(Records shown)

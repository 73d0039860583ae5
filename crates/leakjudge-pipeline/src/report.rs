//! End-of-batch report.

use std::path::Path;

use chrono::{DateTime, Utc};
use serde::{Deserialize, Serialize};
use uuid::Uuid;

use crate::error::Result;
use crate::state::EntityState;

/// Terminal state of one entity in a batch.
#[derive(Debug, Clone, PartialEq, Eq, Serialize, Deserialize)]
pub struct EntityOutcome {
    pub entity_id: String,
    #[serde(flatten)]
    pub state: EntityState,
}

/// Result of a complete single or batch run.
#[derive(Debug, Clone, PartialEq, Serialize, Deserialize)]
pub struct BatchReport {
    pub run_id: Uuid,
    pub started_at: DateTime<Utc>,
    pub finished_at: DateTime<Utc>,
    /// Outcomes in processing order.
    pub outcomes: Vec<EntityOutcome>,
}

impl BatchReport {
    /// Entities that went through both stages.
    pub fn succeeded(&self) -> Vec<&str> {
        self.with_state(|s| matches!(s, EntityState::Succeeded))
    }

    /// Entities whose processing or summarization stage failed.
    pub fn failed(&self) -> Vec<&str> {
        self.with_state(|s| matches!(s, EntityState::Failed { .. }))
    }

    /// Entities whose processing stage extracted nothing.
    pub fn empty(&self) -> Vec<&str> {
        self.with_state(|s| matches!(s, EntityState::EmptyResult))
    }

    pub fn all_succeeded(&self) -> bool {
        self.outcomes
            .iter()
            .all(|o| matches!(o.state, EntityState::Succeeded))
    }

    pub fn duration_ms(&self) -> i64 {
        (self.finished_at - self.started_at).num_milliseconds()
    }

    fn with_state(&self, pred: impl Fn(&EntityState) -> bool) -> Vec<&str> {
        self.outcomes
            .iter()
            .filter(|o| pred(&o.state))
            .map(|o| o.entity_id.as_str())
            .collect()
    }

    /// Human-readable summary listing failed and empty entities.
    pub fn render_summary(&self) -> String {
        let mut out = String::from("=== Summary Report ===\n");

        let failed = self.failed();
        if failed.is_empty() {
            out.push_str("No APK failed to process.\n");
        } else {
            out.push_str(&format!("APKs that failed to process ({}):\n", failed.len()));
            for apk in failed {
                out.push_str(&format!("   - {apk}\n"));
            }
        }

        let empty = self.empty();
        if empty.is_empty() {
            out.push_str("All APKs had extracted bytecode.\n");
        } else {
            out.push_str(&format!("APKs with no bytecode extracted ({}):\n", empty.len()));
            for apk in empty {
                out.push_str(&format!("   - {apk}\n"));
            }
        }
        out
    }

    /// Write the report as JSON.
    pub fn write(&self, path: &Path) -> Result<()> {
        leakjudge_core::write_json_atomic(path, self)?;
        Ok(())
    }
}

(End Records shown)

--- Prompt ---
Every entry should be duplicated exactly as written.

--- Task output ---
repository 73d0039860583ae5
filename crates/leakjudge-pipeline/src/report.rs
//! End-of-batch report.

use std::path::Path;

use chrono::{DateTime, Utc};
use serde::{Deserialize, Serialize};
use uuid::Uuid;

use crate::error::Result;
use crate::state::EntityState;

/// Terminal state of one entity in a batch.
#[derive(Debug, Clone, PartialEq, Eq, Serialize, Deserialize)]
pub struct EntityOutcome {
    pub entity_id: String,
    #[serde(flatten)]
    pub state: EntityState,
}

/// Result of a complete single or batch run.
#[derive(Debug, Clone, PartialEq, Serialize, Deserialize)]
pub struct BatchReport {
    pub run_id: Uuid,
    pub started_at: DateTime<Utc>,
    pub finished_at: DateTime<Utc>,
    /// Outcomes in processing order.
    pub outcomes: Vec<EntityOutcome>,
}

impl BatchReport {
    /// Entities that went through both stages.
    pub fn succeeded(&self) -> Vec<&str> {
        self.with_state(|s| matches!(s, EntityState::Succeeded))
    }

    /// Entities whose processing or summarization stage failed.
    pub fn failed(&self) -> Vec<&str> {
        self.with_state(|s| matches!(s, EntityState::Failed { .. }))
    }

    /// Entities whose processing stage extracted nothing.
    pub fn empty(&self) -> Vec<&str> {
        self.with_state(|s| matches!(s, EntityState::EmptyResult))
    }

    pub fn all_succeeded(&self) -> bool {
        self.outcomes
            .iter()
            .all(|o| matches!(o.state, EntityState::Succeeded))
    }

    pub fn duration_ms(&self) -> i64 {
        (self.finished_at - self.started_at).num_milliseconds()
    }

    fn with_state(&self, pred: impl Fn(&EntityState) -> bool) -> Vec<&str> {
        self.outcomes
            .iter()
            .filter(|o| pred(&o.state))
            .map(|o| o.entity_id.as_str())
            .collect()
    }

    /// Human-readable summary listing failed and empty entities.
    pub fn render_summary(&self) -> String {
        let mut out = String::from("=== Summary Report ===\n");

        let failed = self.failed();
        if failed.is_empty() {
            out.push_str("No APK failed to process.\n");
        } else {
            out.push_str(&format!("APKs that failed to process ({}):\n", failed.len()));
            for apk in failed {
                out.push_str(&format!("   - {apk}\n"));
            }
        }

        let empty = self.empty();
        if empty.is_empty() {
            out.push_str("All APKs had extracted bytecode.\n");
        } else {
            out.push_str(&format!("APKs with no bytecode extracted ({}):\n", empty.len()));
            for apk in empty {
                out.push_str(&format!("   - {apk}\n"));
            }
        }
        out
    }

    /// Write the report as JSON.
    pub fn write(&self, path: &Path) -> Result<()> {
        leakjudge_core::write_json_atomic(path, self)?;
        Ok(())
    }
}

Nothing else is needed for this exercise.